Only the opening lines of the listing, through the one with "Docker clients print", are to be retyped, each exactly as it stands.

-.-.-

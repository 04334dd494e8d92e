//! Progress-line aggregation (spec.md §4.3).
//!
//! The puller only ever reports deltas (`AddSize`, `AddItems`, ...); this
//! module turns that stream into the per-layer lines a Docker client
//! already knows how to render, throttled to roughly one line per ID
//! every 100ms so a fast local pull doesn't flood the client with a line
//! per chunk.
//!
//! Client rendering only has screen space for a handful of concurrent
//! layer lines. The first two completed items keep their own line, keyed
//! by the manifest digest and the first layer digest respectively — the
//! two IDs a client is most likely to already have cached from a
//! previous pull. From the third layer on, lines collapse into one
//! "bulk layers" line keyed by the second layer's digest, carrying the
//! combined current/total of every layer from the third one onward. This
//! avoids fabricating per-blob progress for a render budget the puller
//! was never asked to supply per-layer detail for beyond the first two.

use std::time::{Duration, Instant};

use super::puller::ProgressEvent;

const THROTTLE: Duration = Duration::from_millis(100);

#[derive(Debug, Clone, PartialEq)]
pub struct ProgressLine {
    pub id: Option<String>,
    pub status: String,
    pub current: Option<u64>,
    pub total: Option<u64>,
}

impl ProgressLine {
    pub fn status(status: impl Into<String>) -> Self {
        Self { id: None, status: status.into(), current: None, total: None }
    }

    fn progress(id: String, status: impl Into<String>, current: u64, total: u64) -> Self {
        Self { id: Some(id), status: status.into(), current: Some(current), total: Some(total) }
    }

    /// Renders the `[====>   ]  1.2MB/4.5MB` bar text Docker clients print
    /// alongside `status`, matching the classic CLI layout.
    pub fn bar(&self) -> Option<String> {
        let (current, total) = (self.current?, self.total?);
        if total == 0 {
            return Some(format!("[{}] {}/{}", "=".repeat(24), format_bytes(current), format_bytes(total)));
        }
        let filled = ((current as f64 / total as f64) * 24.0).round().min(24.0) as usize;
        let bar = if filled == 0 {
            format!(">{}", " ".repeat(23))
        } else if filled >= 24 {
            "=".repeat(24)
        } else {
            format!("{}>{}", "=".repeat(filled - 1), " ".repeat(24 - filled))
        };
        Some(format!("[{}] {}/{}", bar, format_bytes(current), format_bytes(total)))
    }
}

fn format_bytes(n: u64) -> String {
    const UNITS: [&str; 5] = ["B", "kB", "MB", "GB", "TB"];
    let mut value = n as f64;
    let mut unit = 0;
    while value >= 1000.0 && unit < UNITS.len() - 1 {
        value /= 1000.0;
        unit += 1;
    }
    if unit == 0 {
        format!("{}{}", n, UNITS[0])
    } else {
        format!("{:.1}{}", value, UNITS[unit])
    }
}

fn short_id(digest: &str) -> String {
    digest.trim_start_matches("sha256:").chars().take(12).collect()
}

/// One layer's role in the collapsed display: its own line, or folded
/// into the shared bulk line.
enum Slot {
    Own(usize),
    Bulk,
}

pub struct ProgressTracker {
    manifest_digest: String,
    layer_digests: Vec<String>,
    layer_sizes: Vec<u64>,
    downloaded: Vec<u64>,
    completed: usize,
    last_emit: std::collections::HashMap<String, Instant>,
}

impl ProgressTracker {
    pub fn new(layer_digests: Vec<String>) -> Self {
        Self::with_manifest(String::new(), layer_digests)
    }

    pub fn with_manifest(manifest_digest: String, layer_digests: Vec<String>) -> Self {
        let n = layer_digests.len();
        Self {
            manifest_digest,
            layer_digests,
            layer_sizes: vec![0; n],
            downloaded: vec![0; n],
            completed: 0,
            last_emit: std::collections::HashMap::new(),
        }
    }

    fn slot_for(&self, index: usize) -> Slot {
        if index < 2 {
            Slot::Own(index)
        } else {
            Slot::Bulk
        }
    }

    fn id_for_index(&self, index: usize) -> String {
        match index {
            0 if !self.manifest_digest.is_empty() => short_id(&self.manifest_digest),
            0 => self.layer_digests.first().map(|d| short_id(d)).unwrap_or_default(),
            1 => self.layer_digests.get(0).map(|d| short_id(d)).unwrap_or_default(),
            _ => self.layer_digests.get(1).map(|d| short_id(d)).unwrap_or_else(|| "bulk".to_string()),
        }
    }

    /// Throttle key is the layer index, not the rendered id: indices >= 2
    /// share one rendered id (the bulk line) but must not share a
    /// throttle window, or finishing layer N would suppress the first
    /// line of layer N+1.
    fn throttled(&mut self, index: usize) -> bool {
        let key = format!("idx{}", index);
        let now = Instant::now();
        match self.last_emit.get(&key) {
            Some(last) if now.duration_since(*last) < THROTTLE => false,
            _ => {
                self.last_emit.insert(key, now);
                true
            }
        }
    }

    /// Consume one raw puller event, returning zero or more lines to push
    /// to the client. Total-size/total-item events never produce a line
    /// directly; they only arm the bars that later `AddSize`/`AddItems`
    /// events render.
    pub fn apply(&mut self, event: ProgressEvent) -> Vec<ProgressLine> {
        match event {
            // Per-layer totals come from `set_layer_sizes` (the Image Store
            // already has them from the resolved manifest); the aggregate
            // total this event carries has no layer to attribute it to.
            ProgressEvent::AddTotalSize(_) => Vec::new(),
            ProgressEvent::AddTotalItems(_) => Vec::new(),
            ProgressEvent::AddSize(n) => {
                if self.completed >= self.downloaded.len() {
                    return Vec::new();
                }
                self.downloaded[self.completed] += n;
                self.emit_for(self.completed, "Downloading")
            }
            ProgressEvent::AddItems(_) => {
                let lines = self.emit_for_forced(self.completed, "Download complete");
                self.completed += 1;
                lines
            }
            ProgressEvent::ContainerSetupStart(id) => vec![ProgressLine::status(format!("{}: Extracting", id))],
            ProgressEvent::ContainerSetupComplete => vec![ProgressLine::status("Pull complete")],
        }
    }

    /// Set per-layer totals directly, bypassing the lossy `AddTotalSize`
    /// aggregate event — used once the Image Store already has the
    /// resolved manifest's per-layer sizes at pull start.
    pub fn set_layer_sizes(&mut self, sizes: Vec<u64>) {
        self.layer_sizes = sizes;
    }

    fn emit_for(&mut self, index: usize, status: &str) -> Vec<ProgressLine> {
        if !self.throttled(index) {
            return Vec::new();
        }
        self.emit_for_forced(index, status)
    }

    fn emit_for_forced(&self, index: usize, status: &str) -> Vec<ProgressLine> {
        let id = self.id_for_index(index);
        match self.slot_for(index) {
            Slot::Own(i) => {
                let total = self.layer_sizes.get(i).copied().unwrap_or(0);
                let current = self.downloaded.get(i).copied().unwrap_or(0);
                vec![ProgressLine::progress(id, status, current, total)]
            }
            Slot::Bulk => {
                let (current, total) = self.bulk_totals();
                vec![ProgressLine::progress(id, status, current, total)]
            }
        }
    }

    fn bulk_totals(&self) -> (u64, u64) {
        if self.layer_digests.len() <= 2 {
            return (0, 0);
        }
        let current: u64 = self.downloaded[2..].iter().sum();
        let total: u64 = self.layer_sizes[2..].iter().sum();
        (current, total)
    }
}

#[cfg(test)]
mod tests {
    use super::*;

    const MANIFEST_DIGEST: &str = "sha256:aaaaaaaaaaaaaaaaaaaaaaaaaaaaaaaaaaaaaaaaaaaaaaaaaaaaaaaaaaaaaaaa";

    fn tracker_with_sizes(n: usize, size: u64) -> ProgressTracker {
        let digests: Vec<String> = (0..n).map(|i| format!("sha256:{:064x}", i + 1)).collect();
        let mut t = ProgressTracker::with_manifest(MANIFEST_DIGEST.to_string(), digests);
        t.set_layer_sizes(vec![size; n]);
        t
    }

    #[test]
    fn first_two_layers_get_individual_ids() {
        let mut t = tracker_with_sizes(4, 100);
        let lines = t.apply(ProgressEvent::AddSize(50));
        assert_eq!(lines.len(), 1);
        assert_eq!(lines[0].id.as_deref(), Some(short_id(MANIFEST_DIGEST).as_str()));

        t.apply(ProgressEvent::AddItems(1));
        let lines = t.apply(ProgressEvent::AddSize(50));
        assert_eq!(lines[0].id.as_deref(), Some(short_id(&format!("sha256:{:064x}", 1)).as_str()));
    }

    #[test]
    fn third_and_later_layers_collapse_to_bulk_line() {
        let mut t = tracker_with_sizes(4, 100);
        t.apply(ProgressEvent::AddSize(100));
        t.apply(ProgressEvent::AddItems(1));
        t.apply(ProgressEvent::AddSize(100));
        t.apply(ProgressEvent::AddItems(1));

        let bulk_id = short_id(&format!("sha256:{:064x}", 2));

        let lines = t.apply(ProgressEvent::AddSize(40));
        assert_eq!(lines[0].id.as_deref(), Some(bulk_id.as_str()));
        assert_eq!(lines[0].current, Some(40));
        assert_eq!(lines[0].total, Some(200)); // layers 3 and 4 combined

        t.apply(ProgressEvent::AddItems(1));
        let lines = t.apply(ProgressEvent::AddSize(30));
        assert_eq!(lines[0].id.as_deref(), Some(bulk_id.as_str()));
        assert_eq!(lines[0].current, Some(130));
    }

    #[test]
    fn throttle_suppresses_rapid_repeat_lines() {
        let mut t = tracker_with_sizes(1, 1000);
        let first = t.apply(ProgressEvent::AddSize(10));
        assert_eq!(first.len(), 1);
        let second = t.apply(ProgressEvent::AddSize(10));
        assert!(second.is_empty(), "second call within throttle window should be suppressed");
    }

    #[test]
    fn bar_renders_human_readable_sizes() {
        let line = ProgressLine::progress("abc".into(), "Downloading", 1_500_000, 4_500_000);
        let bar = line.bar().unwrap();
        assert!(bar.contains("1.5MB"));
        assert!(bar.contains("4.5MB"));
    }
}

-.-.-

■ **Solution**
repository 04334dd494e8d92e
//! Progress-line aggregation (spec.md §4.3).
//!
//! The puller only ever reports deltas (`AddSize`, `AddItems`, ...); this
//! module turns that stream into the per-layer lines a Docker client
//! already knows how to render, throttled to roughly one line per ID
//! every 100ms so a fast local pull doesn't flood the client with a line
//! per chunk.
//!
//! Client rendering only has screen space for a handful of concurrent
//! layer lines. The first two completed items keep their own line, keyed
//! by the manifest digest and the first layer digest respectively — the
//! two IDs a client is most likely to already have cached from a
//! previous pull. From the third layer on, lines collapse into one
//! "bulk layers" line keyed by the second layer's digest, carrying the
//! combined current/total of every layer from the third one onward. This
//! avoids fabricating per-blob progress for a render budget the puller
//! was never asked to supply per-layer detail for beyond the first two.

use std::time::{Duration, Instant};

use super::puller::ProgressEvent;

const THROTTLE: Duration = Duration::from_millis(100);

#[derive(Debug, Clone, PartialEq)]
pub struct ProgressLine {
    pub id: Option<String>,
    pub status: String,
    pub current: Option<u64>,
    pub total: Option<u64>,
}

impl ProgressLine {
    pub fn status(status: impl Into<String>) -> Self {
        Self { id: None, status: status.into(), current: None, total: None }
    }

    fn progress(id: String, status: impl Into<String>, current: u64, total: u64) -> Self {
        Self { id: Some(id), status: status.into(), current: Some(current), total: Some(total) }
    }

    /// Renders the `[====>   ]  1.2MB/4.5MB` bar text Docker clients print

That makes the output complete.